Working with Major League Baseball Batting Data

We’ll illustrate how to import a data file as a Pandas DataFrame into the IPython namespace using the Data Import Tool.

The Data Set

Here’s the data used in this example: mlb_batting_2008.csv.

Step 1: Opening the Data Set

The Data Import Tool can be used to open a data file in the following ways:

  • From the Canopy Editor, by clicking on the File –> Import Data Menu Option and selecting the datasource you’d like to use – a file, a URL, or the clipboard
  • Right-clicking on the data file in the File Browser and selecting Import Data

After opening the file, you will be able to use the Data Import Tool to browse through the data:

../_images/mlb-dit-window.png

Figure : Data Import Tool Window

Step 2: Deleting Rows

To delete rows that contain records for rookie players, we can use the Delete Rows Where command, utilizing the ROOKIE column.

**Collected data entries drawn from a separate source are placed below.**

use anyhow::{bail, Context, Result};
use chrono_tz::Tz;
#[cfg(test)]
use std::collections::HashMap;
use std::env;

/// Token values people leave in .env by mistake
const PLACEHOLDER_TOKENS: [&str; 3] = ["", "YOUR_BOT_TOKEN", "YOUR_TOKEN"];

#[derive(Debug, Clone)]
pub struct Config {
    // Discord bot credentials and target guild
    pub discord_token: String,
    pub guild_id: u64,

    // Role handed to whoever is on shift (exact, case-sensitive name)
    pub role_name: String,

    // Where schedules are persisted
    pub database_path: String,

    // Zone new schedules are created in and status times are shown in
    pub default_timezone: Tz,

    // Seconds between reconciliation ticks
    pub tick_interval_secs: u64,

    // REST API root, overridable for testing against a mock
    pub discord_api_base: String,

    // Health check HTTP server port (optional, disabled if not set)
    // When set, exposes /health, /ready, and /metrics endpoints
    pub health_port: Option<u16>,
}

impl Config {
    pub fn from_env() -> Result<Self> {
        dotenvy::dotenv().ok(); // Load .env if present, ignore if missing
        Self::from_getter(|key| env::var(key).ok())
    }

    /// Parse config from a custom getter function (for testing)
    pub fn from_getter<F>(get: F) -> Result<Self>
    where
        F: Fn(&str) -> Option<String>,
    {
        let timezone_name = get("DEFAULT_TIMEZONE").unwrap_or_else(|| "Australia/Sydney".to_string());

        Ok(Config {
            discord_token: get("DISCORD_TOKEN").context("DISCORD_TOKEN not set")?,
            guild_id: get("GUILD_ID")
                .context("GUILD_ID not set")?
                .trim()
                .parse()
                .context("GUILD_ID must be a numeric server ID")?,

            role_name: get("ROLE_NAME").unwrap_or_else(|| "At Work".to_string()),

            database_path: get("DATABASE_PATH")
                .filter(|s| !s.is_empty())
                .unwrap_or_else(|| "schedules.json".to_string()),

            default_timezone: timezone_name
                .trim()
                .parse()
                .map_err(|_| anyhow::anyhow!("DEFAULT_TIMEZONE '{}' is not a known IANA zone", timezone_name))?,

            tick_interval_secs: get("TICK_INTERVAL_SECS")
                .unwrap_or_else(|| "60".to_string())
                .parse()
                .unwrap_or(60),

            discord_api_base: get("DISCORD_API_BASE")
                .filter(|s| !s.is_empty())
                .unwrap_or_else(|| "https://discord.com/api/v10".to_string()),

            health_port: get("HEALTH_PORT").and_then(|s| s.parse().ok()),
        })
    }

    /// Create config from a HashMap (convenience for testing)
    #[cfg(test)]
    pub fn from_map(map: &HashMap<&str, &str>) -> Result<Self> {
        Self::from_getter(|key| map.get(key).map(|v| v.to_string()))
    }

    /// Validate configuration values at startup.
    /// Returns Ok(()) if all validations pass, or Err with details of what failed.
    pub fn validate(&self) -> Result<()> {
        let mut errors: Vec<String> = Vec::new();

        if Self::is_placeholder_token(&self.discord_token) {
            errors.push(
                "DISCORD_TOKEN is empty or a placeholder. Copy the bot token from the Discord developer portal (Bot → Reset/Copy token).".to_string(),
            );
        }

        if self.guild_id == 0 {
            errors.push("GUILD_ID must not be 0.".to_string());
        }

        if self.role_name.trim().is_empty() {
            errors.push("ROLE_NAME cannot be empty.".to_string());
        }

        if self.tick_interval_secs == 0 {
            errors.push("TICK_INTERVAL_SECS must be greater than 0.".to_string());
        } else if self.tick_interval_secs > 3600 {
            errors.push(format!(
                "TICK_INTERVAL_SECS={} seems too long (max recommended: 3600).",
                self.tick_interval_secs
            ));
        }

        if !self.discord_api_base.starts_with("http://") && !self.discord_api_base.starts_with("https://") {
            errors.push(format!(
                "DISCORD_API_BASE '{}' must be an http(s) URL.",
                self.discord_api_base
            ));
        }

        if errors.is_empty() {
            Ok(())
        } else {
            bail!(
                "Configuration validation failed:\n  - {}",
                errors.join("\n  - ")
            )
        }
    }

    fn is_placeholder_token(token: &str) -> bool {
        PLACEHOLDER_TOKENS.contains(&token.trim())
    }
}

Under the Transforms menu, select the appropriate command:

../_images/transform-menu-delete-where.png

Figure : Transforms Menu

Then enter a boolean expression to filter the data:

../_images/mlb-delete-rows-where-dialog.png

Figure : Delete Rows Where ROOKIE == True

Step 3: Loading the DataFrame into Canopy

Clicking on the Use DataFrame button at the bottom of the Data Import Tool will load the dataset as a Pandas DataFrame object into Canopy’s IPython namespace. The Data Import Tool automatically uses the name of the data file, minus the file extension, as the name of the resulting Pandas DataFrame. This can be changed in the Configuration Pane. The console will provide messages with some information regarding your recent import:

../_images/mlb-ipython-prompt.png

Figure : DataFrame Loaded into Canopy

We can now view the contents of Pandas DataFrame object from the IPython terminal and use it for further numerical analysis. A trivial exercise using the DataFrame, as shown below, would be to plot a histogram of the salaries of the players contained in the data set:

../_images/mlb-salary-histogram.png

Figure : Histogram Plot